Directions for this task> Lines holding the string "must" are the ones to copy; find them all in the data.

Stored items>
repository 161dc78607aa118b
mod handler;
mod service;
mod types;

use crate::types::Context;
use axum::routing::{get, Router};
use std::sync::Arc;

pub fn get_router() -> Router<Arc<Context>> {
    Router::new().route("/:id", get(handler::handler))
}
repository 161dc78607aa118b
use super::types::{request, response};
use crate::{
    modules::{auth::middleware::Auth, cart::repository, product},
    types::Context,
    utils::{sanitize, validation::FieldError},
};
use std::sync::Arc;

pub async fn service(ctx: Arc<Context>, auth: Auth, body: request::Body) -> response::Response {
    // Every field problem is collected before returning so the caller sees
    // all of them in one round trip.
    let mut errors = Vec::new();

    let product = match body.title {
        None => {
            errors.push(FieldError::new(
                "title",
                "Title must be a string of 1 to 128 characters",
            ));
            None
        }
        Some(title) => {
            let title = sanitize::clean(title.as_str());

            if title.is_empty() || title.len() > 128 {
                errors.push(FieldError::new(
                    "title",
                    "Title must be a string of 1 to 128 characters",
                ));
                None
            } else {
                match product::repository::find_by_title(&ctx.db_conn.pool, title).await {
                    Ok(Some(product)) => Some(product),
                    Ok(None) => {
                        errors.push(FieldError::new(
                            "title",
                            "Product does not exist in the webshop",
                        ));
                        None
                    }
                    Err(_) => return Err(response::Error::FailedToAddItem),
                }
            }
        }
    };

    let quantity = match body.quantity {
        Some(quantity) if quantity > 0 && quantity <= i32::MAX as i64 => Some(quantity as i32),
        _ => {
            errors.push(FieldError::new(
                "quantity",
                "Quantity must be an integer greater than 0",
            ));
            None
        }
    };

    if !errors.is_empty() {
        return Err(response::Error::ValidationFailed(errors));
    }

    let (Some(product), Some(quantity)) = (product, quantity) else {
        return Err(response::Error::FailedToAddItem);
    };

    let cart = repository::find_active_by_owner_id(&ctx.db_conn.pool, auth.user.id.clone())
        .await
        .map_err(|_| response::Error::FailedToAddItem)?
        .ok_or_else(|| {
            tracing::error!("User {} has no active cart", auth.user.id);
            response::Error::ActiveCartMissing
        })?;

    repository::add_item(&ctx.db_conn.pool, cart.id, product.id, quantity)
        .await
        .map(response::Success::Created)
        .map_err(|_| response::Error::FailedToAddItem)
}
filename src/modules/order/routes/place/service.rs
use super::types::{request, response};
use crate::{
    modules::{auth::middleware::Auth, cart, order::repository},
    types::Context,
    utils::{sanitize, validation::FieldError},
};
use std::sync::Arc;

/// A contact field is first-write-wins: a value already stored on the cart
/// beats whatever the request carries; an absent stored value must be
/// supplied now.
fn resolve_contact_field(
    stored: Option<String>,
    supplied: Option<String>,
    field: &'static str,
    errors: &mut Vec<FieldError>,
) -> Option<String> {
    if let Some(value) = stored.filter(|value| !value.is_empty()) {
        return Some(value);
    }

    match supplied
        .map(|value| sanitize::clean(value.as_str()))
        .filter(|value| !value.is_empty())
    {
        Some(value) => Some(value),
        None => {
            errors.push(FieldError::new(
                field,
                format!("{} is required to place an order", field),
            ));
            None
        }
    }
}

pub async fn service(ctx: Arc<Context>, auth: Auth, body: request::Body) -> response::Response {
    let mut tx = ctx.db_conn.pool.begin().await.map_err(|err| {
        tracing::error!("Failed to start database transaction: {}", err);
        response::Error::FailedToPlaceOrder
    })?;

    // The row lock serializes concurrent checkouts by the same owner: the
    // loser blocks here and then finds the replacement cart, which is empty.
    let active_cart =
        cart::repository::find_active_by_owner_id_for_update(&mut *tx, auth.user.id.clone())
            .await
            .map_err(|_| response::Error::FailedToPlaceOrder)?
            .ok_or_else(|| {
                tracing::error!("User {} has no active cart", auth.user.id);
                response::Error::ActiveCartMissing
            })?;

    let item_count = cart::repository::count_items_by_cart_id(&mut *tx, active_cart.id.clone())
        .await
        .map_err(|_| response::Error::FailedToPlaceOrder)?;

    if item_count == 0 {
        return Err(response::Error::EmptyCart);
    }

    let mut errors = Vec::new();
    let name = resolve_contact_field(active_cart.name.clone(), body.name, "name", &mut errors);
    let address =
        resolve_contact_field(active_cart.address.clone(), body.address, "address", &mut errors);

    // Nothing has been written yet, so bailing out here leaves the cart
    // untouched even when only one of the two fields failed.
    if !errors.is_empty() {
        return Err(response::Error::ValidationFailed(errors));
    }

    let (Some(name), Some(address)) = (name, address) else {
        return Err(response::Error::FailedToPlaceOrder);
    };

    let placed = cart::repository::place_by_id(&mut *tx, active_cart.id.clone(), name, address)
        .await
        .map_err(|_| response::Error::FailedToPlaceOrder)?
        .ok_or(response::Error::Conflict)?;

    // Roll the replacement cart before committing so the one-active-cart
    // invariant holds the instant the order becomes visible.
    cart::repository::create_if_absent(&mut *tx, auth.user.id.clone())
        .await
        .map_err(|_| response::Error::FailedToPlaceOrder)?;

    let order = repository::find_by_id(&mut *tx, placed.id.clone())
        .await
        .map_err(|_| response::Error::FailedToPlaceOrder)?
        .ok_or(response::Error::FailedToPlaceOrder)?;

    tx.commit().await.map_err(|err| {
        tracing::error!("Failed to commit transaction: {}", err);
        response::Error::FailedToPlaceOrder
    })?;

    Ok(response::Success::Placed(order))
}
...
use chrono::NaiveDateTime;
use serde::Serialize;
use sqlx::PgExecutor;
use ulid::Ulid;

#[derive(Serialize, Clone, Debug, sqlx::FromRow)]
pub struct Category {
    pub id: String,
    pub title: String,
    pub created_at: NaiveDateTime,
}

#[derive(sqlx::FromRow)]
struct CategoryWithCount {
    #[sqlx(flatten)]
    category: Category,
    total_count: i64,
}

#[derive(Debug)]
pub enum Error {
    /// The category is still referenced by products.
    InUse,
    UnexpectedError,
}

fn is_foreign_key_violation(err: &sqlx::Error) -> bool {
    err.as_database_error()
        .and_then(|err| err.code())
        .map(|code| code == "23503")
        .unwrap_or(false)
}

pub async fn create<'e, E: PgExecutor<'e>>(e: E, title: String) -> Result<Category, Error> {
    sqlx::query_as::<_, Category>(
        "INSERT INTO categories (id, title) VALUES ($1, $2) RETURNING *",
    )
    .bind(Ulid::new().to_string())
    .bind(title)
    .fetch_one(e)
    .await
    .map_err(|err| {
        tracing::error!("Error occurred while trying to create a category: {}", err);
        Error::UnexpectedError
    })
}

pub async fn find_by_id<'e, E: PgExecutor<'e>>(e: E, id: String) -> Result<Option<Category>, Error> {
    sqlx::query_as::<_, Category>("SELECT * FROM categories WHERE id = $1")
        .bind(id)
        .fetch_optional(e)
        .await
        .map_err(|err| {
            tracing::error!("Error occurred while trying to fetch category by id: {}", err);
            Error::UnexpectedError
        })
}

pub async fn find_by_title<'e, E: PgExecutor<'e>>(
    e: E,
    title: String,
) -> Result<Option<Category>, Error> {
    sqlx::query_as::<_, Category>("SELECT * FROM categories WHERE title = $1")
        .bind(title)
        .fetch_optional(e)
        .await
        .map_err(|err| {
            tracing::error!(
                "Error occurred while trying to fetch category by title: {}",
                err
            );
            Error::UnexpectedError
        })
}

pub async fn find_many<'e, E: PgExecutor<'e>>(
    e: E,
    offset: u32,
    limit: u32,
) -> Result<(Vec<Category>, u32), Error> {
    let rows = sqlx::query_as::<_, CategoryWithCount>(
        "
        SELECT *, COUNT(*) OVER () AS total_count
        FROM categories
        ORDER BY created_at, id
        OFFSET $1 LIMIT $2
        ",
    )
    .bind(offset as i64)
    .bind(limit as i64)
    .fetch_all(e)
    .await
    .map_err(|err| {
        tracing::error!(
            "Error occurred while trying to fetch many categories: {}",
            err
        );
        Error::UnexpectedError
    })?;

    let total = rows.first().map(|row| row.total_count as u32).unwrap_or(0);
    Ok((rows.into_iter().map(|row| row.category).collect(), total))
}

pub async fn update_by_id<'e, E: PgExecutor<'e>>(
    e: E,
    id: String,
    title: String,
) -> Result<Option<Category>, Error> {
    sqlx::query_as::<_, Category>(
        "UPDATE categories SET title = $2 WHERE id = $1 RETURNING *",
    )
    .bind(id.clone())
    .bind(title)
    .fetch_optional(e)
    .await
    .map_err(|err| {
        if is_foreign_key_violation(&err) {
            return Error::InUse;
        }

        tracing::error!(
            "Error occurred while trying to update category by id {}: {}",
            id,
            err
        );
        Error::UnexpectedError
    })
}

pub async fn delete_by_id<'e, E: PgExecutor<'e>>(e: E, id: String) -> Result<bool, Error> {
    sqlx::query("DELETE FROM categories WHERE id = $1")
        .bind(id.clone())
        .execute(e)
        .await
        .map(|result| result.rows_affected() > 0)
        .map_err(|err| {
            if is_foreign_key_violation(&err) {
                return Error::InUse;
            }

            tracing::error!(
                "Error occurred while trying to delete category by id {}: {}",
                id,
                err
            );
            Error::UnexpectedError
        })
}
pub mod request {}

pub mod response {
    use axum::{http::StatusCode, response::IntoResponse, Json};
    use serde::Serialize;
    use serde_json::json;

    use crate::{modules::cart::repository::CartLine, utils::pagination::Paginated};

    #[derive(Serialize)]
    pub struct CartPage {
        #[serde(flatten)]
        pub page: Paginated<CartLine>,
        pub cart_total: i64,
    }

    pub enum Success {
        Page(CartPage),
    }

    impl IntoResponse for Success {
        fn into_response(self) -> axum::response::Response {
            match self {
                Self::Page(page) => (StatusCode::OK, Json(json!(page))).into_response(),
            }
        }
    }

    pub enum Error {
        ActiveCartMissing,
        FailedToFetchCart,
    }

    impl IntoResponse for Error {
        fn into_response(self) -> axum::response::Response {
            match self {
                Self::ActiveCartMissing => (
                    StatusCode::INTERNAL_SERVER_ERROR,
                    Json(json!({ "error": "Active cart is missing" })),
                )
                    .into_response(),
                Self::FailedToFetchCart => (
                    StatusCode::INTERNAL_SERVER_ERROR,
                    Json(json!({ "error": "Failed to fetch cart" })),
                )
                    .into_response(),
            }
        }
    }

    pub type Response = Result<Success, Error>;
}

Solution to this exercise>
                "Title must be a string of 1 to 128 characters",
                    "Title must be a string of 1 to 128 characters",
                "Quantity must be an integer greater than 0",
/// beats whatever the request carries; an absent stored value must be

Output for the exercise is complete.